今週のメッセージ 2012,4,1

受難週に因んで

 

今日から受難週に入りました。次の主日はイースター(復活日)です。

イースターの意義を真に知るためには、主の受難の意味をきちんと知ることが絶対必要不可欠です。なぜなら、イースターはただ単に主の死からの甦りを喜び祝う日ではないからです。主の十字架(受難)の死からの復活の祝いなのです。
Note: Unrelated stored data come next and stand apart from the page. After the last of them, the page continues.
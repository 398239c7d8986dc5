use std::sync::Arc;

use axum::{
    extract::State,
    response::{Html, IntoResponse},
    routing::get,
    Json, Router,
};
use tower_http::trace::TraceLayer;

use crate::aggregator::{AggregateReport, Aggregator};
use crate::config::FeedSource;

pub struct AppState {
    pub aggregator: Aggregator,
    pub sources: Vec<FeedSource>,
}

pub fn router(state: Arc<AppState>) -> Router {
    Router::new()
        .route("/api/news", get(news))
        .route("/health", get(health))
        .layer(TraceLayer::new_for_http())
        .with_state(state)
}

/// Runs a fresh aggregation for every request; an empty `items` list is the
/// "nothing from any source" state.
pub async fn news(State(state): State<Arc<AppState>>) -> Json<AggregateReport> {
    Json(state.aggregator.aggregate_with_report(&state.sources).await)
}

pub async fn health() -> impl IntoResponse {
    Html("OK")
}
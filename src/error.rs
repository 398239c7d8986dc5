//! Error types for the per-source pipeline.
//!
//! None of these ever reach the aggregator's caller: they are logged and
//! recorded in the source's report, and the source contributes no items.

use thiserror::Error;

/// Why a single HTTP attempt was not usable.
#[derive(Debug, Clone, Error, PartialEq, Eq)]
pub enum FetchCause {
    #[error("transport error: {0}")]
    Transport(String),

    #[error("HTTP status {0}")]
    Status(u16),

    #[error("unexpected content type: {0}")]
    ContentType(String),
}

/// Both the direct and the relay attempt failed.
#[derive(Debug, Clone, Error, PartialEq, Eq)]
#[error("failed to fetch {url}: {cause}")]
pub struct FetchError {
    pub url: String,
    pub cause: FetchCause,
}

/// The feed text stayed malformed after every recovery attempt.
#[derive(Debug, Clone, Error, PartialEq, Eq)]
#[error("failed to parse feed from {url}: {reason}")]
pub struct ParseError {
    pub url: String,
    pub reason: String,
}

#[derive(Debug, Clone, Error, PartialEq, Eq)]
pub enum FeedError {
    #[error(transparent)]
    Fetch(#[from] FetchError),

    #[error(transparent)]
    Parse(#[from] ParseError),
}
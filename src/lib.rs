//! Feed Digest - An RSS/Atom Feed Aggregator
//!
//! Fetches feeds concurrently, retrying through a relay when a source fails,
//! and merges their entries into one newest-first list.

pub mod aggregator;
pub mod config;
pub mod error;
pub mod fetcher;
pub mod normalizer;
pub mod parser;
pub mod routes;
pub mod xml;

pub use aggregator::{AggregateReport, Aggregator, SourceReport};
pub use config::{Config, FeedSource};
pub use error::{FeedError, FetchCause, FetchError, ParseError};
pub use normalizer::NewsItem;
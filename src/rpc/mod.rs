//! RPC access to the daemon.
//!
//! - [`api`]: the client traits, [`ClientSet`]/[`UnlockerClients`] and the [`Dialer`] seam.
//! - [`proto`]: hand-written prost messages for the calls the controller makes.
//! - [`GrpcDialer`]: tonic implementation with TLS pinning and macaroon metadata.
//! - [`read_macaroon`]/[`read_tls_cert`]: credential reads that treat half-written
//!   files as transient.

pub mod api;
mod credentials;
mod grpc;
pub mod proto;

pub use api::{
    ClientSet, DialTarget, Dialer, LightningApi, RpcStream, StateApi, UnlockerClients, WalletUnlockerApi,
};
pub use credentials::{Macaroon, read_macaroon, read_tls_cert};
pub use grpc::{GrpcClient, GrpcDialer, MacaroonInterceptor};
故に、十字架(受難)の意味するところをしっかり踏まえることが、イースターを迎えるための何よりの備えとなるのです。

主の十字架の受難の直接の原因は、イスカリオテのユダの裏切り(マルコ14:10)を発端として、当時のユダヤの宗教的指導者たちの「ねたみ」(マルコ15:10)や、群衆の付和雷同性(マルコ15:6-15)や、総督ピラトの自己保身(マタイ27:24)などです。一言で言えば人間の罪です。しかし神は、この人間の罪がもたらした十字架を逆手に取って、すべての人間の罪の赦しのために用いられたのです(ローマ3:25a)。しかもそれは事の成り行きでそうなったというのではなく、主は最初からこの目的のためにこの世に来られたのです(マルコ10:45)。

この真理は、3年と6ヶ月、直接主の教えを聞き、その御業を直に見、起居を共にしたあの弟子たちですら悟れませんでした。しかし、十字架と復活、昇天そして聖霊降臨の出来事を経る中で弟子たちは悟っていったのです。Tペトロ2:22-24の言葉は筆頭弟子ペトロが得た悟りです。
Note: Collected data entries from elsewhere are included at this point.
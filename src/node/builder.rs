use std::sync::Arc;

use tokio_util::sync::CancellationToken;

use super::controller::HarnessNode;
use super::ids::NodeId;
use crate::config::NodeConfig;
use crate::events::Bus;
use crate::rpc::{Dialer, GrpcDialer};
use crate::subscribers::{Subscribe, SubscriberSet};

/// Builder for a [`HarnessNode`].
pub struct NodeBuilder {
    cfg: NodeConfig,
    id: NodeId,
    dialer: Option<Arc<dyn Dialer>>,
    bus: Option<Bus>,
    subscribers: Vec<Arc<dyn Subscribe>>,
}

impl NodeBuilder {
    /// Creates a builder for node `id` (usually from [`NodeIds::next`](super::NodeIds::next)).
    pub fn new(cfg: NodeConfig, id: NodeId) -> Self {
        Self {
            cfg,
            id,
            dialer: None,
            bus: None,
            subscribers: Vec::new(),
        }
    }

    /// Replaces the gRPC dialer, e.g. with an in-process fake.
    pub fn with_dialer(mut self, dialer: Arc<dyn Dialer>) -> Self {
        self.dialer = Some(dialer);
        self
    }

    /// Publishes onto an existing bus instead of a private one, so several nodes can
    /// share one event stream.
    pub fn with_bus(mut self, bus: Bus) -> Self {
        self.bus = Some(bus);
        self
    }

    /// Sets event subscribers.
    ///
    /// Each subscriber gets its own worker and bounded queue; see [`SubscriberSet`].
    pub fn with_subscribers(mut self, subscribers: Vec<Arc<dyn Subscribe>>) -> Self {
        self.subscribers = subscribers;
        self
    }

    /// Builds the node. Must be called from within a tokio runtime when subscribers are set.
    pub fn build(self) -> HarnessNode {
        let bus = self
            .bus
            .unwrap_or_else(|| Bus::new(self.cfg.bus_capacity.max(1)));
        let dialer = self.dialer.unwrap_or_else(|| Arc::new(GrpcDialer) as Arc<dyn Dialer>);

        let events_token = CancellationToken::new();
        let listener = if self.subscribers.is_empty() {
            None
        } else {
            let set = SubscriberSet::new(self.subscribers, bus.clone());
            Some(set.attach(events_token.clone()))
        };

        HarnessNode::new(self.id, self.cfg, bus, dialer, events_token, listener)
    }
}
後に宗教改革で知られるM・ルターは十字架について、「主は金や銀をもってではなく、ご自身のきよい尊い血と、罪なくして受けられた苦しみと死とをもって、失われ、罪に定められた人間であるわたしを、すべての罪と、死と、悪魔の力とから救い出し、贖い出し、主ご自身のものとなされたのです」と述べています。